Costis takes it, breathes in and…oh. He closes his eyes and sees Attolia, sees the olive trees and fields of corn of the farm.

“It’s tea,” he says, using the Attolian word.

Kamet nods in understanding. “Mountain tea,” he says in Mede. “That’s what we call it.”

“Have you had it?” Costis asks.

“In Attolia,” Kamet says, “I developed a cold one winter. Someone in the kitchens made it for me, said it would let me breathe easier.”

“In Eddis they used to call it a panacea, a cure-all,” Costis says, remembering the king’s words.

After they have eaten, Costis boils the ironwort in a pan, remembering making tea for him and Aris so long ago. He waits for Kamet to drink first, watching him. He’s not sure why he is so intent upon Kamet’s reaction, but he almost holds his breath.

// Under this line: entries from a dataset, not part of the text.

//! Cache index records

use chrono::{DateTime, Duration, Utc};
use serde::{Deserialize, Serialize};
use std::collections::BTreeMap;

/// Bump when the index or artifact layout changes. A mismatch on load
/// discards the whole index.
pub const FORMAT_VERSION: u32 = 2;

/// Validity record for one cached summary.
#[derive(Debug, Clone, PartialEq, Serialize, Deserialize)]
pub struct CacheEntry {
    pub entity_id: String,
    pub content_hash: String,
    pub produced_at: DateTime<Utc>,
    pub model_identity: String,
    pub format_version: u32,
    /// Ids the summary was built against, as they stood when it was written.
    /// Removals cascade over these edges since the current store no longer
    /// has them.
    #[serde(default, skip_serializing_if = "Vec::is_empty")]
    pub dependencies: Vec<String>,
}

impl CacheEntry {
    pub fn new(entity_id: impl Into<String>, content_hash: impl Into<String>, model_identity: impl Into<String>) -> Self {
        CacheEntry {
            entity_id: entity_id.into(),
            content_hash: content_hash.into(),
            produced_at: Utc::now(),
            model_identity: model_identity.into(),
            format_version: FORMAT_VERSION,
            dependencies: Vec::new(),
        }
    }

    pub fn with_dependencies(mut self, dependencies: Vec<String>) -> Self {
        self.dependencies = dependencies;
        self
    }

    /// An entry is expired once its age reaches the TTL. No TTL means never.
    pub fn is_expired(&self, ttl: Option<Duration>, now: DateTime<Utc>) -> bool {
        ttl.is_some_and(|ttl| now.signed_duration_since(self.produced_at) >= ttl)
    }
}

/// The on-disk index: one file holding every entry.
#[derive(Debug, Clone, PartialEq, Serialize, Deserialize)]
pub struct CacheIndex {
    pub format_version: u32,
    pub entries: BTreeMap<String, CacheEntry>,
}

impl CacheIndex {
    pub fn empty() -> Self {
        CacheIndex {
            format_version: FORMAT_VERSION,
            entries: BTreeMap::new(),
        }
    }
}

impl Default for CacheIndex {
    fn default() -> Self {
        Self::empty()
    }
}

/// Only the version field, read before trusting the rest of the file.
#[derive(Debug, Deserialize)]
pub(crate) struct IndexHeader {
    pub format_version: u32,
}
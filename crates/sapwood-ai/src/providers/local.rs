//! Local provider for offline summarization
//!
//! Reads the `Name:`, `Kind:` and `Docstring:` lines of a prompt and the
//! dependency or member bullets below them, and answers with deterministic
//! JSON. No network access.

use crate::bridge::{Completion, InferenceProvider};
use crate::error::InferenceError;

pub const LOCAL_MODEL_IDENTITY: &str = "local/heuristic-v1";

pub struct LocalProvider;

impl LocalProvider {
    pub fn new() -> Self {
        Self
    }
}

impl Default for LocalProvider {
    fn default() -> Self {
        Self::new()
    }
}

fn field<'a>(prompt: &'a str, key: &str) -> Option<&'a str> {
    prompt
        .lines()
        .find_map(|line| line.strip_prefix(key))
        .map(str::trim)
        .filter(|v| !v.is_empty())
}

/// Names from `- name (kind): summary` or `- label: summary` bullets.
fn bullet_names(prompt: &str) -> Vec<String> {
    prompt
        .lines()
        .take_while(|line| *line != "Source:")
        .filter_map(|line| line.strip_prefix("- "))
        .filter(|rest| *rest != "none")
        .filter_map(|rest| {
            let end = rest.find(" (").or_else(|| rest.find(':'))?;
            Some(rest[..end].to_string())
        })
        .collect()
}

/// Rough token estimate (~4 characters per token)
fn estimate_tokens(text: &str) -> u64 {
    (text.len() as u64).div_ceil(4)
}

#[async_trait::async_trait]
impl InferenceProvider for LocalProvider {
    async fn generate(&self, system_prompt: &str, user_prompt: &str) -> Result<Completion, InferenceError> {
        let name = field(user_prompt, "Name:").unwrap_or("unnamed");
        let kind = field(user_prompt, "Kind:").unwrap_or("entity");
        let names = bullet_names(user_prompt);

        let summary = match field(user_prompt, "Docstring:") {
            Some(doc) => format!("{} `{}`: {}", kind, name, doc.lines().next().unwrap_or(doc)),
            None => format!("{} `{}`", kind, name),
        };
        let description = if names.is_empty() {
            format!("The {} `{}` has no summarized dependencies.", kind, name)
        } else {
            format!("The {} `{}` builds on {}.", kind, name, names.join(", "))
        };
        let body = serde_json::json!({
            "summary": summary,
            "description": description,
            "responsibilities": names,
        });
        let text = body.to_string();

        Ok(Completion::new(
            text.clone(),
            estimate_tokens(system_prompt) + estimate_tokens(user_prompt),
            estimate_tokens(&text),
        ))
    }

    fn name(&self) -> &str {
        "Local (Heuristic)"
    }

    fn model_identity(&self) -> String {
        LOCAL_MODEL_IDENTITY.to_string()
    }
}
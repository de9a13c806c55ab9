//! Error types for the core crate

use std::path::PathBuf;

#[derive(Debug, thiserror::Error)]
pub enum CoreError {
    #[error("duplicate entity id: {0}")]
    DuplicateId(String),

    #[error("cache I/O error at {path}: {source}")]
    CacheIo {
        path: PathBuf,
        #[source]
        source: std::io::Error,
    },

    #[error("serialization error: {0}")]
    Serialization(#[from] serde_json::Error),
}

pub type CoreResult<T> = Result<T, CoreError>;
//! Boundary with the inference service

use crate::error::InferenceError;
use serde::{Deserialize, Serialize};
use std::time::Duration;

/// Text produced by one inference call plus its token counts.
#[derive(Debug, Clone, PartialEq, Eq, Serialize, Deserialize)]
pub struct Completion {
    pub text: String,
    pub input_tokens: u64,
    pub output_tokens: u64,
}

impl Completion {
    pub fn new(text: impl Into<String>, input_tokens: u64, output_tokens: u64) -> Self {
        Completion {
            text: text.into(),
            input_tokens,
            output_tokens,
        }
    }

    pub fn total_tokens(&self) -> u64 {
        self.input_tokens + self.output_tokens
    }
}

/// Inference backend for different LLM providers
#[async_trait::async_trait]
pub trait InferenceProvider: Send + Sync {
    /// Run one system + user prompt pair.
    async fn generate(&self, system_prompt: &str, user_prompt: &str) -> Result<Completion, InferenceError>;

    /// Get provider name
    fn name(&self) -> &str;

    /// Identity recorded on cache entries. A different identity makes every
    /// cached summary a miss.
    fn model_identity(&self) -> String;
}

/// Provider selection and request settings.
#[derive(Debug, Clone, Serialize, Deserialize)]
#[serde(default)]
pub struct ProviderConfig {
    /// `openai`, `anthropic` or `local`.
    pub provider: String,
    /// Provider default when unset.
    pub model: Option<String>,
    /// Explicit key; takes precedence over `api_key_env`.
    #[serde(skip_serializing)]
    pub api_key: Option<String>,
    /// Environment variable holding the key. Provider default when unset.
    pub api_key_env: Option<String>,
    /// Override the chat completions endpoint.
    pub base_url: Option<String>,
    pub temperature: f32,
    pub max_tokens: u32,
    /// Transport-level timeout; the orchestrator applies its own per call.
    #[serde(with = "duration_secs")]
    pub request_timeout: Duration,
}

impl Default for ProviderConfig {
    fn default() -> Self {
        ProviderConfig {
            provider: "local".to_string(),
            model: None,
            api_key: None,
            api_key_env: None,
            base_url: None,
            temperature: 0.2,
            max_tokens: 600,
            request_timeout: Duration::from_secs(120),
        }
    }
}

impl ProviderConfig {
    pub fn named(provider: impl Into<String>) -> Self {
        ProviderConfig {
            provider: provider.into(),
            ..ProviderConfig::default()
        }
    }

    /// Resolve the API key from the explicit value or the environment.
    pub fn resolve_api_key(&self, default_env: &str) -> Result<String, InferenceError> {
        if let Some(key) = self.api_key.as_ref().filter(|k| !k.is_empty()) {
            return Ok(key.clone());
        }
        let env_var = self.api_key_env.as_deref().unwrap_or(default_env);
        std::env::var(env_var)
            .ok()
            .filter(|k| !k.is_empty())
            .ok_or_else(|| InferenceError::MissingApiKey {
                provider: self.provider.clone(),
                env_var: env_var.to_string(),
            })
    }
}

mod duration_secs {
    use serde::{Deserialize, Deserializer, Serializer};
    use std::time::Duration;

    pub fn serialize<S: Serializer>(d: &Duration, s: S) -> Result<S::Ok, S::Error> {
        s.serialize_u64(d.as_secs())
    }

    pub fn deserialize<'de, D: Deserializer<'de>>(d: D) -> Result<Duration, D::Error> {
        u64::deserialize(d).map(Duration::from_secs)
    }
}
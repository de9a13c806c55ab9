//! Language extractors for different programming languages

pub mod python;
pub mod rust;

use crate::parser_pool::Grammar;
use sapwood_core::{Language, ParsedFile, SourceParser};
use std::path::Path;

/// Get the appropriate parser for a file based on its extension
pub fn get_parser(path: &Path) -> Option<Box<dyn SourceParser>> {
    parser_for(Grammar::from_path(path)?)
}

fn parser_for(grammar: Grammar) -> Option<Box<dyn SourceParser>> {
    match grammar {
        Grammar::Rust => Some(Box::new(rust::RustParser)),
        Grammar::Python => Some(Box::new(python::PythonParser)),
    }
}

/// Every language the indexer has a grammar for.
pub const SUPPORTED_LANGUAGES: &[Language] = &[Language::Rust, Language::Python];

/// Dispatches files to the parser of their language, limited to the
/// enabled languages.
pub struct LanguageRegistry {
    parsers: Vec<(Language, Box<dyn SourceParser>)>,
}

impl LanguageRegistry {
    /// `enabled` empty means every supported language.
    pub fn new(enabled: &[Language]) -> Self {
        let parsers = SUPPORTED_LANGUAGES
            .iter()
            .copied()
            .filter(|lang| enabled.is_empty() || enabled.contains(lang))
            .filter_map(|lang| Some((lang, parser_for(Grammar::for_language(lang)?)?)))
            .collect();
        LanguageRegistry { parsers }
    }

    pub fn languages(&self) -> Vec<Language> {
        self.parsers.iter().map(|(lang, _)| *lang).collect()
    }

    pub fn supports(&self, path: &Path) -> bool {
        let language = Language::from_path(path);
        self.parsers.iter().any(|(lang, _)| *lang == language)
    }
}

impl Default for LanguageRegistry {
    fn default() -> Self {
        Self::new(&[])
    }
}

impl SourceParser for LanguageRegistry {
    fn parse(&self, path: &Path, source: &str) -> Option<ParsedFile> {
        let language = Language::from_path(path);
        let (_, parser) = self.parsers.iter().find(|(lang, _)| *lang == language)?;
        parser.parse(path, source)
    }
}
//! Test utilities for Sapwood

use crate::model::{Entity, EntityDetail, Location, Relation, RelationKind, Summary, SummaryScope, TokenUsage};
use crate::store::EntityStore;

/// A function entity named after its id, living in `file`.
pub fn function(id: &str, file: &str) -> Entity {
    Entity::new(id, id, EntityDetail::function(), Location::new(file, 1, 3))
        .with_content(format!("fn {}() {{}}", id))
}

/// Build a store of functions in `src/lib.rs` with `calls` relations of
/// the given weights.
pub fn weighted_store(ids: &[&str], edges: &[(&str, &str, f32)]) -> EntityStore {
    let mut store = EntityStore::new();
    for id in ids {
        store.add_entity(function(id, "src/lib.rs")).unwrap();
    }
    for (source, target, weight) in edges {
        store.add_relation(Relation::new(*source, *target, RelationKind::Calls).with_weight(*weight));
    }
    store
}

/// Like [`weighted_store`] with every weight at 1.0.
pub fn store_from_edges(ids: &[&str], edges: &[(&str, &str)]) -> EntityStore {
    let weighted: Vec<(&str, &str, f32)> = edges.iter().map(|&(s, t)| (s, t, 1.0)).collect();
    weighted_store(ids, &weighted)
}

/// A generated entity summary.
pub fn summary(id: &str, text: &str) -> Summary {
    Summary {
        entity_id: id.to_string(),
        scope: SummaryScope::Entity,
        summary: text.to_string(),
        description: text.to_string(),
        responsibilities: Vec::new(),
        usage: TokenUsage::new(1, 1),
        model_identity: "test-model".to_string(),
        content_hash: String::new(),
        fallback: false,
    }
}

#[cfg(test)]
mod tests {
    use super::*;

    #[test]
    fn test_store_from_edges() {
        let store = store_from_edges(&["a", "b"], &[("a", "b"), ("a", "missing")]);
        assert_eq!(store.len(), 2);
        assert_eq!(store.relation_count(), 1);
        assert_eq!(store.entity("a").unwrap().content, "fn a() {}");
    }
}
//! Source file discovery

use crate::config::{DEFAULT_EXCLUDES, IndexOptions};
use crate::languages::LanguageRegistry;
use anyhow::{Context, Result};
use globset::{Glob, GlobSet, GlobSetBuilder};
use ignore::WalkBuilder;
use std::path::{Path, PathBuf};

/// Compile the default excludes plus `extra` into one set.
pub fn exclude_set(extra: &[String]) -> Result<GlobSet> {
    let mut builder = GlobSetBuilder::new();
    for pattern in DEFAULT_EXCLUDES.iter().copied().chain(extra.iter().map(String::as_str)) {
        let glob = Glob::new(pattern).with_context(|| format!("Invalid exclude pattern {:?}", pattern))?;
        builder.add(glob);
    }
    builder.build().context("Failed to build exclude set")
}

/// Files under `root` that a registered parser understands, as paths
/// relative to `root`, sorted.
pub fn collect_files(root: &Path, options: &IndexOptions, registry: &LanguageRegistry) -> Result<Vec<PathBuf>> {
    let excludes = exclude_set(&options.exclude)?;
    let walker = WalkBuilder::new(root)
        .hidden(false)
        .git_ignore(options.respect_gitignore)
        .git_exclude(options.respect_gitignore)
        .ignore(options.respect_gitignore)
        .require_git(false)
        .filter_entry(|e| !matches!(e.file_name().to_str(), Some(".git" | ".sapwood")))
        .build();

    let mut files = Vec::new();
    let mut skipped = 0usize;
    for dent in walker {
        let dent = match dent {
            Ok(d) => d,
            Err(e) => {
                tracing::warn!("Walker error: {}", e);
                continue;
            }
        };
        if !dent.file_type().is_some_and(|t| t.is_file()) {
            continue;
        }
        let Ok(relative) = dent.path().strip_prefix(root) else {
            continue;
        };
        if excludes.is_match(relative) || !registry.supports(relative) {
            continue;
        }
        let size = dent.metadata().map(|m| m.len()).unwrap_or(0);
        if size > options.max_file_bytes {
            tracing::debug!("Skipping {} ({} bytes)", relative.display(), size);
            skipped += 1;
            continue;
        }
        files.push(relative.to_path_buf());
    }
    files.sort();
    tracing::info!("Found {} source files ({} too large)", files.len(), skipped);
    Ok(files)
}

Kamet looks back at him steadily.

“It reminds me of Attolia,” he says.

“So, so, so,” Costis agrees, slowly. He thinks of Kamet calling Attolia a ‘backwards, stinking cesspit’, thinks of how he had talked of the Attolian gardens, and the errand boy.

“It reminds me,” Costis says, says like it’s a gift, says like it’s a fragile thing he is handing to Kamet, “of home.”

* * *

 

Costis leaves from the city of Attolia feeling angrily rather like a leaf tossed about on the wind of the king’s whims.

He is glad to be going home, to be seeing his family, but he can’t help but grumble to himself, “Go to Medea, Costis. Bring Kamet to Attolia, Costis. Go home to say goodbye to your family so that you can go wherever I want to send you next, Costis.”

He is angrier, he thinks, than he should be. He’s angry at the king and at Kamet and at himself and the anger is so twisted up he can’t quite find the thread of what he’s angry _about_.

When he finally reaches home two days later the anger has cooled and he is feeling alone in a way he hasn’t in quite some time. When his sister rushes out to greet him, he clings tight to her.

The house is smaller than he remembers, his father shorter and older than he remembers. There’s something off that he can’t entirely put his finger on, but he realizes after several days on the farm that it doesn’t feel entirely like _home_ anymore.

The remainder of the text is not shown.